Task instructions: Scan the data below. Pull out each line where "prover" occurs.

[Stored items from a collection]
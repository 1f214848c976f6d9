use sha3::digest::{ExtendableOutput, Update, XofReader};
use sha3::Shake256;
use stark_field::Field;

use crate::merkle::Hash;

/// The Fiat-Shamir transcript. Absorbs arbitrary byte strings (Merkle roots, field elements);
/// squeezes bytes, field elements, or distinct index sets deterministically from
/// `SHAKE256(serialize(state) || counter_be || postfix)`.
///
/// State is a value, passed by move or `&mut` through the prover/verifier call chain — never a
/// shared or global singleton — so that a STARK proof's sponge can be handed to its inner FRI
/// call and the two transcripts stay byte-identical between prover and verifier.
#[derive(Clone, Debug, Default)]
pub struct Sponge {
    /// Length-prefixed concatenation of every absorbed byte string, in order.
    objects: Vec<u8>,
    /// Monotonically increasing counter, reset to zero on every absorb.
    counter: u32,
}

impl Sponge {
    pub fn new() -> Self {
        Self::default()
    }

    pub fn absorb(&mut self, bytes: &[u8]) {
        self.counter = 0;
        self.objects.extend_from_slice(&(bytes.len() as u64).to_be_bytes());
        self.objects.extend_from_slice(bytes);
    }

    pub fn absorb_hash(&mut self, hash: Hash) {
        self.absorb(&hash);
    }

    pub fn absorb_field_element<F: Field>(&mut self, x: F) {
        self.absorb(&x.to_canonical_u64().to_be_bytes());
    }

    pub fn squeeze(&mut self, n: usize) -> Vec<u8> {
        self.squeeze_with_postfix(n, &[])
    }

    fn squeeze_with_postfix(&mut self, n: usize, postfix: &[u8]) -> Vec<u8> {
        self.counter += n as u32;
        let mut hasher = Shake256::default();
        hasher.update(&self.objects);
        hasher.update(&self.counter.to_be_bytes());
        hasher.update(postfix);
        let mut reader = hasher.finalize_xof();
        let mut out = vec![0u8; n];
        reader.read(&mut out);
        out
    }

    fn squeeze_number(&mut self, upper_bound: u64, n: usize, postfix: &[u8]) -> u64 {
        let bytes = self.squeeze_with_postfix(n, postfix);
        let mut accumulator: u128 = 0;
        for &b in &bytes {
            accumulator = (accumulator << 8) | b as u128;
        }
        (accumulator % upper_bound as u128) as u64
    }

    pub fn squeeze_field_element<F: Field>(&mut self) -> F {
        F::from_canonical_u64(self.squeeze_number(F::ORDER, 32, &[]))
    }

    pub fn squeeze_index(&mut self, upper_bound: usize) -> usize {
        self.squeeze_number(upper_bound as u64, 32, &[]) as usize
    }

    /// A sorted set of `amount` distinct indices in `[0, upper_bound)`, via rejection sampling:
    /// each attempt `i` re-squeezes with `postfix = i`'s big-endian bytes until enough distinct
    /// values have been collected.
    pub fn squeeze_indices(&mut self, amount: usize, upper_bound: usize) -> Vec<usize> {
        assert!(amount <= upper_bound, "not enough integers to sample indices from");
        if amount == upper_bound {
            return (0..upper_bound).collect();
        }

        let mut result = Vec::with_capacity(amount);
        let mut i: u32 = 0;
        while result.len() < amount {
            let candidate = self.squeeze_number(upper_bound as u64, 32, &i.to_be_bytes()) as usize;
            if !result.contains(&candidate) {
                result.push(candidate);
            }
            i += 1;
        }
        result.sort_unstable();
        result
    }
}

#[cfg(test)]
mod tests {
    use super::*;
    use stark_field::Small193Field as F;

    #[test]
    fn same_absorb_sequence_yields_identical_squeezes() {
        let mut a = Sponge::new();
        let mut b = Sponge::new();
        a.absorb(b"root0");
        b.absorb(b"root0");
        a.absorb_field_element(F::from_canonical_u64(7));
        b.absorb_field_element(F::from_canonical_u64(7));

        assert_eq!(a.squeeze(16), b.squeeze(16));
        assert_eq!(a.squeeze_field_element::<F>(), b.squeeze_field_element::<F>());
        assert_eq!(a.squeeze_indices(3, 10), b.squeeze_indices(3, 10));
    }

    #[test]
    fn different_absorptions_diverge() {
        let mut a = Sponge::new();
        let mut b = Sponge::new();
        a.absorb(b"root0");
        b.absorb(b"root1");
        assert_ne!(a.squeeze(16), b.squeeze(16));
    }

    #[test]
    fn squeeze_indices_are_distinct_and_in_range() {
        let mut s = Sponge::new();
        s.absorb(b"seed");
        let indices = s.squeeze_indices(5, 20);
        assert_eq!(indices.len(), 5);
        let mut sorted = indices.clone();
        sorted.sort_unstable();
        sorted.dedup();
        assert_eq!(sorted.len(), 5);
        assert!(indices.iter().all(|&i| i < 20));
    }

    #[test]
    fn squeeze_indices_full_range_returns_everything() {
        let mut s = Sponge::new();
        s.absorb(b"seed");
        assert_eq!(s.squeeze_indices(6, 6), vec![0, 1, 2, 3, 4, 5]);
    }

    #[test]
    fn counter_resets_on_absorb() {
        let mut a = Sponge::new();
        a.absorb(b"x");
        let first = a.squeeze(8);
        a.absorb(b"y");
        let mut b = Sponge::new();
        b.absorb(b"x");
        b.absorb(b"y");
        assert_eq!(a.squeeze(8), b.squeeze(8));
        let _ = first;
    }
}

Solution for this exercise:
/// State is a value, passed by move or `&mut` through the prover/verifier call chain — never a
/// call and the two transcripts stay byte-identical between prover and verifier.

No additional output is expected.